### Work item
Every line that contains "AppError" must be located and copied from the data.

⟨

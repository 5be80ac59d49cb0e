//! Reverse geocoding through a Nominatim-compatible endpoint.
//!
//! Used to prefill the address of a place being added on the map. Lookups
//! are best effort: callers show a hint and let the user type the address.

use std::time::Duration;

use serde::Deserialize;

/// Default public Nominatim reverse endpoint.
pub const DEFAULT_BASE_URL: &str = "https://nominatim.openstreetmap.org/reverse";

/// Zoom level asking for building-level detail.
const ZOOM: &str = "18";

#[derive(Debug, thiserror::Error)]
pub enum GeocodeError {
    #[error("Geocoding request failed: {0}")]
    Request(#[from] reqwest::Error),

    #[error("Geocoder answered with status {0}")]
    Status(u16),

    #[error("Geocoder returned no address")]
    NoAddress,
}

/// Reverse geocoding client settings.
#[derive(Debug, Clone)]
pub struct GeocodeConfig {
    pub base_url: String,
    /// Nominatim's usage policy requires an identifying agent.
    pub user_agent: String,
    pub timeout_secs: u64,
}

impl GeocodeConfig {
    /// | Env Var               | Default                     |
    /// |-----------------------|-----------------------------|
    /// | `GEOCODE_BASE_URL`    | public Nominatim `/reverse` |
    /// | `GEOCODE_USER_AGENT`  | `thebestagain/<version>`    |
    /// | `GEOCODE_TIMEOUT_SECS`| `10`                        |
    ///
    /// # Panics
    ///
    /// Panics if `GEOCODE_TIMEOUT_SECS` is not a valid u64.
    pub fn from_vars<F>(var: &F) -> Self
    where
        F: Fn(&str) -> Option<String>,
    {
        Self {
            base_url: var("GEOCODE_BASE_URL").unwrap_or_else(|| DEFAULT_BASE_URL.into()),
            user_agent: var("GEOCODE_USER_AGENT")
                .unwrap_or_else(|| format!("thebestagain/{}", env!("CARGO_PKG_VERSION"))),
            timeout_secs: var("GEOCODE_TIMEOUT_SECS")
                .unwrap_or_else(|| "10".into())
                .parse()
                .expect("GEOCODE_TIMEOUT_SECS must be a valid u64"),
        }
    }
}

#[derive(Debug, Deserialize)]
struct ReverseResponse {
    #[serde(default)]
    display_name: Option<String>,
}

/// Reverse geocoder.
#[derive(Debug, Clone)]
pub struct Geocoder {
    client: reqwest::Client,
    base_url: String,
}

impl Geocoder {
    pub fn new(config: &GeocodeConfig) -> Result<Self, GeocodeError> {
        let client = reqwest::Client::builder()
            .user_agent(config.user_agent.clone())
            .timeout(Duration::from_secs(config.timeout_secs))
            .build()?;
        Ok(Self {
            client,
            base_url: config.base_url.clone(),
        })
    }

    /// Query parameters for one reverse lookup.
    fn reverse_params(lat: f64, lon: f64) -> [(&'static str, String); 5] {
        [
            ("format", "jsonv2".to_string()),
            ("lat", lat.to_string()),
            ("lon", lon.to_string()),
            ("zoom", ZOOM.to_string()),
            ("addressdetails", "1".to_string()),
        ]
    }

    /// The human-readable address at a point.
    pub async fn reverse(&self, lat: f64, lon: f64) -> Result<String, GeocodeError> {
        let response = self
            .client
            .get(&self.base_url)
            .query(&Self::reverse_params(lat, lon))
            .header(reqwest::header::ACCEPT, "application/json")
            .send()
            .await?;

        let status = response.status();
        if !status.is_success() {
            return Err(GeocodeError::Status(status.as_u16()));
        }

        let body: ReverseResponse = response.json().await?;
        body.display_name
            .map(|s| s.trim().to_string())
            .filter(|s| !s.is_empty())
            .ok_or(GeocodeError::NoAddress)
    }
}
//! Access token extractors for Axum handlers.
//!
//! The token comes from an `Authorization: Bearer` header (API clients) or
//! the [`ACCESS_TOKEN_COOKIE`] cookie (pages), in that order.

use std::convert::Infallible;

use axum::extract::FromRequestParts;
use axum::http::header::AUTHORIZATION;
use axum::http::request::Parts;
use axum_extra::extract::cookie::{Cookie, CookieJar};
use tba_core::error::CoreError;
use tba_core::types::UserId;
use tba_db::DynStore;

use crate::auth::jwt::validate_token;
use crate::error::AppError;
use crate::state::AppState;

/// Cookie holding the access token for server-rendered pages.
pub const ACCESS_TOKEN_COOKIE: &str = "tba_access_token";

/// Authenticated user extracted from a valid access token.
///
/// ```ignore
/// async fn my_handler(State(state): State<AppState>, user: AuthUser) -> AppResult<Json<()>> {
///     let store = user.store(&state);
///     tracing::info!(user_id = %user.user_id, "handling request");
///     Ok(Json(()))
/// }
/// ```
#[derive(Debug, Clone)]
pub struct AuthUser {
    /// The user's id (from `claims.sub`).
    pub user_id: UserId,
    /// Shown in the page header.
    pub email: Option<String>,
    /// The raw token, forwarded to the row store.
    pub access_token: String,
}

impl AuthUser {
    /// The row store as this user, so the store's row-level policies see
    /// the real caller. Backends without callers return the shared store.
    pub fn store(&self, state: &AppState) -> DynStore {
        state
            .store
            .for_user(&self.access_token)
            .unwrap_or_else(|| state.store.clone())
    }
}

/// Where a request carries its token, if anywhere.
enum TokenSource {
    None,
    Malformed,
    Found(String),
}

fn find_token(parts: &Parts) -> TokenSource {
    if let Some(header) = parts.headers.get(AUTHORIZATION) {
        return match header.to_str().ok().and_then(|v| v.strip_prefix("Bearer ")) {
            Some(token) if !token.trim().is_empty() => TokenSource::Found(token.trim().to_string()),
            _ => TokenSource::Malformed,
        };
    }

    let jar = CookieJar::from_headers(&parts.headers);
    match jar.get(ACCESS_TOKEN_COOKIE).map(Cookie::value) {
        Some(token) if !token.is_empty() => TokenSource::Found(token.to_string()),
        _ => TokenSource::None,
    }
}

impl FromRequestParts<AppState> for AuthUser {
    type Rejection = AppError;

    async fn from_request_parts(
        parts: &mut Parts,
        state: &AppState,
    ) -> Result<Self, Self::Rejection> {
        let token = match find_token(parts) {
            TokenSource::Found(token) => token,
            TokenSource::None => return Err(AppError::login_required()),
            TokenSource::Malformed => {
                return Err(AppError::Core(CoreError::Unauthorized(
                    "Invalid Authorization format. Expected: Bearer <token>".into(),
                )))
            }
        };

        let claims = validate_token(&token, &state.config.jwt).map_err(|e| {
            tracing::debug!(error = %e, "Rejected access token");
            AppError::Core(CoreError::Unauthorized("Invalid or expired token".into()))
        })?;

        Ok(AuthUser {
            user_id: claims.sub,
            email: claims.email,
            access_token: token,
        })
    }
}

/// The signed-in user when the request carries a valid token.
///
/// Missing, malformed, and expired tokens all read as a guest.
#[derive(Debug, Clone)]
pub struct MaybeUser(pub Option<AuthUser>);

impl MaybeUser {
    /// The user, or the 401 that write actions answer guests with.
    pub fn require(self) -> Result<AuthUser, AppError> {
        self.0.ok_or_else(AppError::login_required)
    }

    pub fn email(&self) -> Option<&str> {
        self.0.as_ref().and_then(|u| u.email.as_deref())
    }
}

impl FromRequestParts<AppState> for MaybeUser {
    type Rejection = Infallible;

    async fn from_request_parts(
        parts: &mut Parts,
        state: &AppState,
    ) -> Result<Self, Self::Rejection> {
        Ok(MaybeUser(
            AuthUser::from_request_parts(parts, state).await.ok(),
        ))
    }
}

⟩

### Exercise response
use crate::error::AppError;
    type Rejection = AppError;
            TokenSource::None => return Err(AppError::login_required()),
                return Err(AppError::Core(CoreError::Unauthorized(
            AppError::Core(CoreError::Unauthorized("Invalid or expired token".into()))
    pub fn require(self) -> Result<AuthUser, AppError> {
        self.0.ok_or_else(AppError::login_required)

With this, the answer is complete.